There is much buzz about regulatory reform to improve Access to Justice. Our current legal system was designed by lawyers for lawyers. It was assumed that a person appearing in court would be represented. This was the norm when I started practicing in the 1970s, but it is no longer the case. Projects such as Utah’s Regulatory Sandbox offer promise for reforming the system.
Regulatory reform promises a more user-friendly system for unrepresented litigants, but it is unlikely to be a fast process. Lawyers are slow to adopt change. After all, our legal system is built on precedent. And what is precedent - how we did it yesterday. What can we do if we cannot quickly change a system that presents as highly complicated to a layperson? We need a workaround, and existing, well-tested technology tools offer such a solution.
The keystone of our legal system is forms. Nothing happens in a court until something is filed and a case is commenced. Sadly, many courts do not provide the forms needed for many common case types. Even when they do, these are usually paper or static PDF forms in legalese with confusing instructions. Also, we have a problem with form creep. As someone identifies an issue with a process, they introduce a new form to address that issue. While this is done with the best intentions, the number of forms required can be overwhelming.
While we might not get the court or the legislature to translate forms from legalese to plain language, we can design plain-language systems that elicit information to complete those forms. IF we cannot reduce the number of forms, we can automate them and streamline the process for litigants.
Each of the above forms probably needs the same information, such as the name of the parties, addresses, nature of the relationship, etc. Instead of needing to fill these variables out fifteen times, an automated interview would collect it once and then populate where required. A well-designed interview not only gathers information for the forms but identifies strategies and defenses to be used in the case. These can even identify statutory and case law to support a position.

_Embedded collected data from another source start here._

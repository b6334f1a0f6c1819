use std::fs;
use std::path::Path;

use platter_core::config::{AppConfig, LoadOptions};
use platter_db::{connect_remote, migrations};
use serde::Serialize;

use crate::commands::CommandResult;

const WRITE_CHECK_FILE: &str = ".platter-doctor-write-check";

#[derive(Clone, Copy, Debug, PartialEq, Eq, Serialize)]
#[serde(rename_all = "snake_case")]
enum CheckStatus {
    Pass,
    Fail,
    Skipped,
}

#[derive(Debug, Serialize)]
struct DoctorCheck {
    name: &'static str,
    status: CheckStatus,
    details: String,
}

#[derive(Debug, Serialize)]
struct DoctorReport {
    overall_status: CheckStatus,
    summary: String,
    checks: Vec<DoctorCheck>,
}

pub fn run(json_output: bool) -> CommandResult {
    let report = build_report(LoadOptions::default());
    let exit_code = if report.overall_status == CheckStatus::Pass { 0 } else { 1 };

    let output = if json_output {
        serde_json::to_string_pretty(&report).unwrap_or_else(|error| {
            format!(
                "{{\"overall_status\":\"fail\",\"summary\":\"doctor serialization failed\",\"error\":\"{}\"}}",
                escape_json(&error.to_string())
            )
        })
    } else {
        render_human(&report)
    };

    CommandResult { exit_code, output }
}

fn build_report(options: LoadOptions) -> DoctorReport {
    let mut checks = Vec::new();

    match AppConfig::load(options) {
        Ok(config) => {
            checks.push(DoctorCheck {
                name: "config_validation",
                status: CheckStatus::Pass,
                details: "configuration loaded and validated".to_string(),
            });
            checks.push(check_cache_dir(&config.storage.cache_dir));
            checks.push(check_remote_connectivity(&config));
        }
        Err(error) => {
            checks.push(DoctorCheck {
                name: "config_validation",
                status: CheckStatus::Fail,
                details: error.to_string(),
            });
            for name in ["cache_dir_writable", "remote_connectivity"] {
                checks.push(DoctorCheck {
                    name,
                    status: CheckStatus::Skipped,
                    details: "skipped because configuration did not load".to_string(),
                });
            }
        }
    }

    let any_failed = checks.iter().any(|check| check.status == CheckStatus::Fail);
    let overall_status = if any_failed { CheckStatus::Fail } else { CheckStatus::Pass };
    let summary = if any_failed {
        "doctor: one or more readiness checks failed".to_string()
    } else {
        "doctor: all readiness checks passed".to_string()
    };

    DoctorReport { overall_status, summary, checks }
}

fn check_cache_dir(cache_dir: &Path) -> DoctorCheck {
    let marker = cache_dir.join(WRITE_CHECK_FILE);
    let result = fs::create_dir_all(cache_dir)
        .and_then(|()| fs::write(&marker, b"ok"))
        .and_then(|()| fs::remove_file(&marker));

    match result {
        Ok(()) => DoctorCheck {
            name: "cache_dir_writable",
            status: CheckStatus::Pass,
            details: format!("`{}` is writable", cache_dir.display()),
        },
        Err(error) => DoctorCheck {
            name: "cache_dir_writable",
            status: CheckStatus::Fail,
            details: format!("cannot write to `{}`: {error}", cache_dir.display()),
        },
    }
}

fn check_remote_connectivity(config: &AppConfig) -> DoctorCheck {
    if !config.remote.enabled {
        return DoctorCheck {
            name: "remote_connectivity",
            status: CheckStatus::Skipped,
            details: "remote sync disabled; orders stay on this device".to_string(),
        };
    }

    let runtime = match tokio::runtime::Builder::new_current_thread().enable_all().build() {
        Ok(runtime) => runtime,
        Err(error) => {
            return DoctorCheck {
                name: "remote_connectivity",
                status: CheckStatus::Fail,
                details: format!("failed to initialize async runtime: {error}"),
            };
        }
    };

    let result = runtime.block_on(async {
        let pool = connect_remote(&config.remote)
            .await
            .map_err(|error| format!("failed to connect to remote store: {error}"))?;
        migrations::run_pending(&pool)
            .await
            .map_err(|error| format!("failed to apply migrations: {error}"))?;
        pool.close().await;
        Ok::<(), String>(())
    });

    match result {
        Ok(()) => DoctorCheck {
            name: "remote_connectivity",
            status: CheckStatus::Pass,
            details: format!("connected using `{}`", config.remote.database_url),
        },
        Err(error) => {
            DoctorCheck { name: "remote_connectivity", status: CheckStatus::Fail, details: error }
        }
    }
}

fn render_human(report: &DoctorReport) -> String {
    let mut lines = Vec::new();
    lines.push(report.summary.clone());

    for check in &report.checks {
        let marker = match check.status {
            CheckStatus::Pass => "ok",
            CheckStatus::Fail => "fail",
            CheckStatus::Skipped => "skip",
        };
        lines.push(format!("- [{marker}] {}: {}", check.name, check.details));
    }

    lines.join("\n")
}

fn escape_json(value: &str) -> String {
    value.replace('\\', "\\\\").replace('"', "\\\"")
}
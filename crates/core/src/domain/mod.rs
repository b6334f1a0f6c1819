pub mod customer;
pub mod order;
pub mod product;
pub mod selection;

The next logical step from automated forms in helping the litigant is to allow e-filing. By e-filing, I do not mean creating PDFs of the documents and then uploading them to the system. Modern e-filing systems should accept the data collected to populate the forms and import it into the court’s case management system (CMS). I hope to live long enough to see the day that we do not have “court forms” as such but instead only collect data. The COSCA/NACM Joint Technical Committee is exploring this.
How would this work? Suppose fifteen forms are needed to file for a protective order. In that case, the e-filing system should not require a litigant to do fifteen uploads. Instead, one data packet from the automated forms system would accomplish the same thing. Clerks and judges do not need to see the same boilerplate hundreds of times. They can adopt a Joe Friday “Just the facts, ma’am” approach.
Robust e-filing is not just for the unrepresented litigants. In March 2022, representatives from six states met at Stanford Law School as part of the school’s Filing Fairness Project. The Project defines its goal as, “… working towards a future where litigants and advocates can easily participate in the civil justice system through user-friendly filing tools. In addition to its clear benefits for litigants, the Project aims to assist courts and judges by creating more accurate and relevant filings, reducing the time and cost associated with high ‘bounce rates,’ and providing judges with the information they need to better adjudicate the matters before them.”
Case Navigation and Presentation
Unfortunately, the confusing justice system does not end with forms but continues with docketing and other procedures. The modern court CMS should text message litigants the next steps to guide them through the case. Several studies have shown that something as simple as a text reminder of a hearing date cuts down on failures to appear and the need for continuances. Not only is this better for litigants, it saves the court time and money. Sending the sheriff to arrest someone on a bench warrant and then holding them in jail until they can make an appearance is costly.
If a summons comes back not found, the litigant should get a text with a link to an instructional video detailing their options, such as hiring a special process server or doing service by publication. If service is accomplished and the defendant fails to file an answer, a text would inform them how to obtain a default judgment. If an answer is filed, a text would explain how to get the matter set for hearing. Whatever the next step in a case, the system would offer guidance to accomplish it.
Once on the docket, we need instructional videos on presenting a case. The rules of evidence are archaic and serve no purpose in a judge trial. If a judge is qualified to rule on the admissibility of a piece of evidence, that judge could just as easily admit it and give it the weight it deserves. But I digress.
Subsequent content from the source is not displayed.